Jika uji kontinuitas dan sambungan berhasil tetapi pemanas masih tidak memanas, masalahnya ada pada hal lain di bagian hilir elemen. Masalahnya sekarang terletak pada pengontrol atau sensor suhu. Jika termokopel, RTD, atau termistor gagal, maka dapat mengirimkan pembacaan palsu yang menghentikan pengontrol untuk menyalakan pemanas. Diperlukan langkah diagnostik terpisah, seperti memeriksa resistansi sensor, mengganti simulator, atau memeriksa keluaran pengontrol. Langkah-langkah ini bukan bagian dari pemecahan masalah kelistrikan dasar dan biasanya memerlukan alat yang khusus untuk instrumen atau bantuan dari produsen.
Pendekatan luar-dalam yang sistematis dengan cepat dan aman memperbaiki sebagian besar pemanas celup PTFE yang tidak memanas. Verifikasi daya, konfirmasi pengontrol, pengujian kontinuitas, dan pemeriksaan terminal dapat memperbaiki sebagian besar masalah kelistrikan tanpa membongkar tangki atau melepas pemanas. Jika semuanya sudah diperiksa tetapi masih tidak ada panas, pengontrol suhu atau jalur sensor adalah hal berikutnya yang harus diperhatikan.

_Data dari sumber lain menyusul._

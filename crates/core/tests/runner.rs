use std::f32::consts::PI;

use fxlab_core::{
    builtin_registry, demos::BUILTIN_IDS, math::Rgba, AudioConfig, AudioEngine, AudioMode,
    BeatConfig, DemoOptions, MappingMatrix, MouseButton, RunState, Runner, Surface,
};

fn runner(width: u32, height: u32) -> Runner {
    let mut runner = Runner::new(builtin_registry());
    runner.bind_surface(Surface::new(width, height).unwrap());
    runner
}

#[test]
fn every_builtin_loads_runs_and_draws() {
    let mut runner = runner(64, 48);
    for id in BUILTIN_IDS {
        assert!(runner.load(id, &DemoOptions::new()), "{id} failed to load");
        assert_eq!(runner.active_id(), Some(id));

        for frame in 0..5 {
            assert!(runner.frame(frame as f64 * 16.0), "{id} skipped a frame");
        }
        runner.mouse_move(32.0, 24.0);
        runner.mouse_down(32.0, 24.0, MouseButton::Left);
        runner.mouse_up(32.0, 24.0, MouseButton::Left);
        runner.click(32.0, 24.0);
        assert!(runner.step(16.0));

        assert_eq!(runner.frame_count(), 6, "{id}");
        assert_eq!(runner.elapsed_ms(), 80.0, "{id}");
    }
}

#[test]
fn lifecycle_controls_gate_frames() {
    let mut runner = runner(32, 24);
    assert!(runner.load("plasma", &DemoOptions::new().with("speed", 2.0)));
    assert_eq!(runner.options().map(|o| o.number("speed", 0.0)), Some(2.0));

    assert!(runner.frame(0.0));
    assert!(runner.pause());
    assert!(!runner.frame(500.0));
    assert!(runner.resume());
    assert!(runner.frame(1000.0));
    // Paused time is not counted and the resume frame reports zero delta.
    assert_eq!(runner.elapsed_ms(), 0.0);
    assert!(runner.frame(1016.0));
    assert_eq!(runner.elapsed_ms(), 16.0);

    assert!(runner.stop());
    assert_eq!(runner.state(), Some(RunState::Stopped));
    assert!(!runner.step(16.0));
    assert!(runner.start());
    assert!(runner.step(16.0));

    runner.unload();
    assert_eq!(runner.state(), None);
    assert!(!runner.set_option("speed", 1.0));
}

#[test]
fn audio_features_drive_the_bars_demo() {
    let config = AudioConfig {
        sample_rate: 8_000,
        smoothing: 0.0,
        ..AudioConfig::default()
    };
    let audio = AudioEngine::with_config(AudioMode::Live, config, BeatConfig::default());
    let handle = audio.start().unwrap();
    let mut mappings = MappingMatrix::band_defaults();

    let mut runner = runner(80, 60);
    assert!(runner.load("audio-bars", &DemoOptions::new()));
    let background = {
        runner.step(16.0);
        runner.surface().unwrap().get(0, 0).unwrap()
    };

    let tone: Vec<f32> = (0..1024)
        .map(|i| 0.8 * (2.0 * PI * 100.0 * i as f32 / 8_000.0).sin())
        .collect();
    for frame in 0..30 {
        let audio_frame = audio.process(&tone, frame as f64 * 16.0).unwrap();
        for update in mappings.evaluate(&audio_frame) {
            assert!(runner.set_option(&update.target, f64::from(update.value)));
        }
        runner.step(16.0);
    }

    let options = runner.options().unwrap();
    assert!(options.number("bass", 0.0) > 0.3);
    assert!(options.number("bass", 0.0) > options.number("high", 0.0));
    assert!(runner.surface().unwrap().count_not(background) > 100);
    assert_eq!(handle.summary().unwrap().frames, 30);
    assert!(handle.latest().unwrap().analysis.bass > 0.3);
}

#[test]
fn unknown_demo_keeps_the_running_one() {
    let mut runner = runner(16, 16);
    assert!(runner.load("particles", &DemoOptions::new()));
    assert!(!runner.load("teapot", &DemoOptions::new()));
    assert_eq!(runner.active_id(), Some("particles"));
    assert_eq!(runner.state(), Some(RunState::Running));

    runner.click(8.0, 8.0);
    assert!(runner.step(16.0));
    assert!(runner.surface().unwrap().count_not(Rgba::BLACK) > 0);
}
/// Per-instance frame bookkeeping: a monotonically increasing frame counter,
/// the delta of the most recent frame, and total elapsed time.
#[derive(Debug, Default, Clone)]
pub struct FrameClock {
    frame: u64,
    elapsed_ms: f64,
    last_delta_ms: f32,
    last_timestamp_ms: Option<f64>,
}

impl FrameClock {
    pub fn new() -> Self {
        Self::default()
    }

    pub fn reset(&mut self) {
        *self = Self::default();
    }

    /// Records a frame at the host timestamp and returns its delta. The first
    /// frame after a (re)start reports zero; time never runs backwards.
    pub fn tick(&mut self, timestamp_ms: f64) -> f32 {
        let delta = self
            .last_timestamp_ms
            .map(|last| (timestamp_ms - last).max(0.0))
            .unwrap_or(0.0);
        self.last_timestamp_ms = Some(timestamp_ms);
        self.advance(delta as f32)
    }

    /// Records a frame with an explicit delta.
    pub fn advance(&mut self, delta_ms: f32) -> f32 {
        let delta_ms = delta_ms.max(0.0);
        self.frame += 1;
        self.elapsed_ms += delta_ms as f64;
        self.last_delta_ms = delta_ms;
        delta_ms
    }

    /// Forgets the last host timestamp so time spent paused is not reported
    /// as one huge delta.
    pub fn suspend(&mut self) {
        self.last_timestamp_ms = None;
    }

    pub fn frame(&self) -> u64 {
        self.frame
    }

    pub fn elapsed_ms(&self) -> f64 {
        self.elapsed_ms
    }

    pub fn last_delta_ms(&self) -> f32 {
        self.last_delta_ms
    }
}
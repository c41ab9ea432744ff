//! Built-in visual effects. Each module is self-contained: its own
//! parameters, state, update and render, with no code shared between effects
//! beyond the `math` and `surface` helpers.

mod cloth;
mod fluid;
mod gravity;
mod lsystem;
mod mandelbrot;
mod particles;
mod pendulum;
mod plasma;
mod visualizer;

pub use cloth::Cloth;
pub use fluid::Fluid;
pub use gravity::{accelerations, Gravity};
pub use lsystem::{expand, interpret, LSystem, Preset, Segment, PRESETS};
pub use mandelbrot::{escape_time, Mandelbrot};
pub use particles::Particles;
pub use pendulum::{DoublePendulum, PendulumParams, PendulumState};
pub use plasma::Plasma;
pub use visualizer::AudioBars;

use crate::runner::DemoRegistry;

/// Ids of every built-in demo, in listing order.
pub const BUILTIN_IDS: [&str; 9] = [
    "audio-bars",
    "cloth",
    "double-pendulum",
    "fluid",
    "gravity",
    "lsystem",
    "mandelbrot",
    "particles",
    "plasma",
];

/// Adds every built-in demo to `registry`.
pub fn register_builtin(registry: &mut DemoRegistry) {
    registry.register_kind::<AudioBars>("audio-bars");
    registry.register_kind::<Cloth>("cloth");
    registry.register_kind::<DoublePendulum>("double-pendulum");
    registry.register_kind::<Fluid>("fluid");
    registry.register_kind::<Gravity>("gravity");
    registry.register_kind::<LSystem>("lsystem");
    registry.register_kind::<Mandelbrot>("mandelbrot");
    registry.register_kind::<Particles>("particles");
    registry.register_kind::<Plasma>("plasma");
}

/// A registry holding every built-in demo.
pub fn builtin_registry() -> DemoRegistry {
    let mut registry = DemoRegistry::new();
    register_builtin(&mut registry);
    registry
}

Diagnostik multimeter yang sistematis, serta memperhatikan-perlindungan terhadap suhu berlebih dan prosedur penguncian yang tepat, akan membuat produksi kembali aktif dan berjalan dengan waktu henti sesedikit mungkin dan menghentikan masalah agar tidak terjadi lagi. Metode ini menghemat waktu yang diperlukan untuk memperbaiki berbagai hal dari hitungan jam menjadi menit, dan menjaga keamanan manusia dan peralatan proses penting.